Elle regarda la main blanche du héraut dans ses mains et elle la rendit à son propriétaire tout en la tapotant pour que le sang revienne.
- Toutes les damoiselles de la soirée étaient littéralement vertes de jalousie. Mais c'est moi qu'il regardait ! N'osant dire un mot, je devins rouge et n'osais lui répondre. Prenant mon silence pour une hésitation, il se lança pleinement, réalisez-vous son courage ? "Damoiselle Mahaut qui faites ma joie et mon bonheur..." Il parlait tellement bien, je vous l'avais déjà dit ? "Accepteriez-vous de devenir ma femme ?"
Malgré le mal de pieds, elle s'était laissée emporter par son radieux mensonge. Raaah, une demande pareille, elle allait rester dans les mémoires. De deux hérauts, certes, mais c'était un début, puisqu'ils sauraient l'inscrire dans la légende d'une façon ou d'une autre.
- Messires, la pudeur m'empêche de vous avouer le sentiment qui m'emporta ce soir-là. Sachez cependant que c'est ce soir très précisément que furent scellées mes fiançailles avec Matpel. Juste ciel, j'en pleure encore... Avoir connu un tel bonheur... si court ! Si dense !
Si pauvre, oui. Crevé quelques temps après le mariage et aucun héritage, môssieu préférant s'enterrer dans un linceul en soie et un cercueil d'ébène. Pff. Égoïste !

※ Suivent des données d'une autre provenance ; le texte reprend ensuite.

#[cfg(test)]
mod tests {
    use super::*;
    use telluride_sim::sec_to_ps;

    fn pair_network() -> Network {
        let topology = Topology::builder()
            .router("u", 4)
            .router("v", 4)
            .link("u", "v")
            .build(&NetworkConfig::default())
            .unwrap();
        Network::new(topology, NetworkConfig::default())
    }

    #[test]
    fn request_validates_preconditions() {
        let mut network = pair_network();

        assert!(matches!(
            network.request("u", "u", 100, 200, 1, 0.9),
            Err(NetError::InvalidRequest(_))
        ));
        assert!(matches!(
            network.request("u", "v", 0, 200, 1, 0.9),
            Err(NetError::InvalidRequest(_))
        ));
        assert!(matches!(
            network.request("u", "v", 200, 100, 1, 0.9),
            Err(NetError::InvalidRequest(_))
        ));
        assert!(matches!(
            network.request("u", "v", 100, 200, 0, 0.9),
            Err(NetError::InvalidRequest(_))
        ));
        assert!(matches!(
            network.request("u", "v", 100, 200, 1, 1.5),
            Err(NetError::InvalidRequest(_))
        ));
        assert!(matches!(
            network.request("u", "nope", 100, 200, 1, 0.9),
            Err(NetError::UnknownNode(_))
        ));
        assert!(matches!(
            network.request("u", "bsm.u.v", 100, 200, 1, 0.9),
            Err(NetError::InvalidRequest(_))
        ));
    }

    #[test]
    fn local_admission_failure_is_synchronous() {
        let mut network = pair_network();
        // The initiator only has 4 memories.
        let err = network
            .request("u", "v", sec_to_ps(1), sec_to_ps(2), 5, 0.9)
            .unwrap_err();
        assert!(matches!(err, NetError::AdmissionFailure { .. }));
    }

    #[test]
    fn unreachable_responder_rolls_back() {
        let topology = Topology::builder()
            .router("u", 4)
            .router("island", 4)
            .router("v", 4)
            .link("u", "v")
            .build(&NetworkConfig::default())
            .unwrap();
        let mut network = Network::new(topology, NetworkConfig::default());

        let err = network
            .request("u", "island", sec_to_ps(1), sec_to_ps(2), 1, 0.9)
            .unwrap_err();
        assert!(matches!(err, NetError::PathExhaustion { .. }));
        // The rolled-back request leaves the cards empty for a new one.
        let id = network
            .request("u", "v", sec_to_ps(1), sec_to_ps(2), 4, 0.9)
            .unwrap();
        assert_eq!(network.status(id), &RequestStatus::Pending);
    }
}
//! Event queue ordered by `(time, priority, insertion order)`.
//!
//! Events at equal timestamps dequeue in ascending priority (lower number
//! first); ties beyond that fall back to insertion order, which keeps the
//! queue FIFO-stable and the whole simulation deterministic.
//!
//! Cancellation uses a tombstone model: a cancelled event stays in the heap
//! and is skipped when it reaches the front. Nothing is ever removed from
//! the middle of the heap.

use std::collections::{BinaryHeap, HashSet};

use crate::clock::Time;

/// Handle to a scheduled event, usable for cancellation.
#[derive(Debug, Clone, Copy, PartialEq, Eq, Hash)]
pub struct EventId(u64);

impl EventId {
    /// Returns the raw id value.
    pub fn as_u64(self) -> u64 {
        self.0
    }
}

/// A dequeued event.
#[derive(Debug)]
pub struct Event<K> {
    /// Handle assigned at scheduling time.
    pub id: EventId,
    /// Simulation time at which the event fires.
    pub time: Time,
    /// Dispatch priority at equal timestamps; lower fires earlier.
    pub priority: u8,
    /// Payload.
    pub kind: K,
}

struct Entry<K> {
    time: Time,
    priority: u8,
    seq: u64,
    id: EventId,
    kind: K,
}

impl<K> Entry<K> {
    fn key(&self) -> (Time, u8, u64) {
        (self.time, self.priority, self.seq)
    }
}

impl<K> PartialEq for Entry<K> {
    fn eq(&self, other: &Self) -> bool {
        self.key() == other.key()
    }
}

impl<K> Eq for Entry<K> {}

impl<K> PartialOrd for Entry<K> {
    fn partial_cmp(&self, other: &Self) -> Option<std::cmp::Ordering> {
        Some(self.cmp(other))
    }
}

impl<K> Ord for Entry<K> {
    fn cmp(&self, other: &Self) -> std::cmp::Ordering {
        // Reversed so the std max-heap pops the smallest key first.
        other.key().cmp(&self.key())
    }
}

/// Priority queue of scheduled events.
///
/// Generic over the payload kind so the kernel stays free of domain types.
pub struct EventQueue<K> {
    heap: BinaryHeap<Entry<K>>,
    next_seq: u64,
    next_id: u64,
    pending: HashSet<u64>,
    cancelled: HashSet<u64>,
}

impl<K> EventQueue<K> {
    /// Creates an empty queue.
    pub fn new() -> Self {
        Self {
            heap: BinaryHeap::new(),
            next_seq: 0,
            next_id: 0,
            pending: HashSet::new(),
            cancelled: HashSet::new(),
        }
    }

    /// Schedules an event and returns its handle.
    pub fn schedule(&mut self, time: Time, priority: u8, kind: K) -> EventId {
        let id = EventId(self.next_id);
        self.next_id += 1;
        let seq = self.next_seq;
        self.next_seq += 1;
        self.pending.insert(id.0);
        self.heap.push(Entry {
            time,
            priority,
            seq,
            id,
            kind,
        });
        id
    }

    /// Marks an event cancelled.
    ///
    /// Returns `true` if the event was still pending. The entry stays in the
    /// heap and is discarded when popped.
    pub fn cancel(&mut self, id: EventId) -> bool {
        if self.pending.remove(&id.0) {
            self.cancelled.insert(id.0);
            true
        } else {
            false
        }
    }

    /// Returns the timestamp of the next live event without removing it.
    pub fn peek_time(&mut self) -> Option<Time> {
        loop {
            let front = self.heap.peek()?;
            if self.cancelled.contains(&front.id.0) {
                let dead = self.heap.pop().expect("peeked entry exists");
                self.cancelled.remove(&dead.id.0);
                continue;
            }
            return Some(front.time);
        }
    }

    /// Removes and returns the next live event.
    pub fn pop(&mut self) -> Option<Event<K>> {
        loop {
            let entry = self.heap.pop()?;
            if self.cancelled.remove(&entry.id.0) {
                continue;
            }
            self.pending.remove(&entry.id.0);
            return Some(Event {
                id: entry.id,
                time: entry.time,
                priority: entry.priority,
                kind: entry.kind,
            });
        }
    }

    /// Number of live (not cancelled) scheduled events.
    pub fn len(&self) -> usize {
        self.pending.len()
    }

    /// Returns `true` if no live events remain.
    pub fn is_empty(&self) -> bool {
        self.pending.is_empty()
    }
}

impl<K> Default for EventQueue<K> {
    fn default() -> Self {
        Self::new()
    }
}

- Voilà, messires, le récit de la demande en mariage de mon défunt époux. J'espère que cela vous aura transmis une part de l'attachement qui nous unissait...
Et surtout que le récit de choses aussi honteusement fausses et larmoyantes allait opérer sur leurs hormones mâles en leur ordonnant de fuir au plus vite pour éviter la suite de l'histoire, si besoin en s'occupant trèèèès rapidement des papiers que souhaitait la brune.
Elle commença à faire glisser son pied hors de sa chausse, profitant de la longueur de la houppelande pour cacher le tout. Voilà, elle avait une ampoule. Tsss.
Elle guetta une expression sur leurs visages. Fuiraient ? fuiraient pas ? 900 écus et une vicomté en jeu tout de même...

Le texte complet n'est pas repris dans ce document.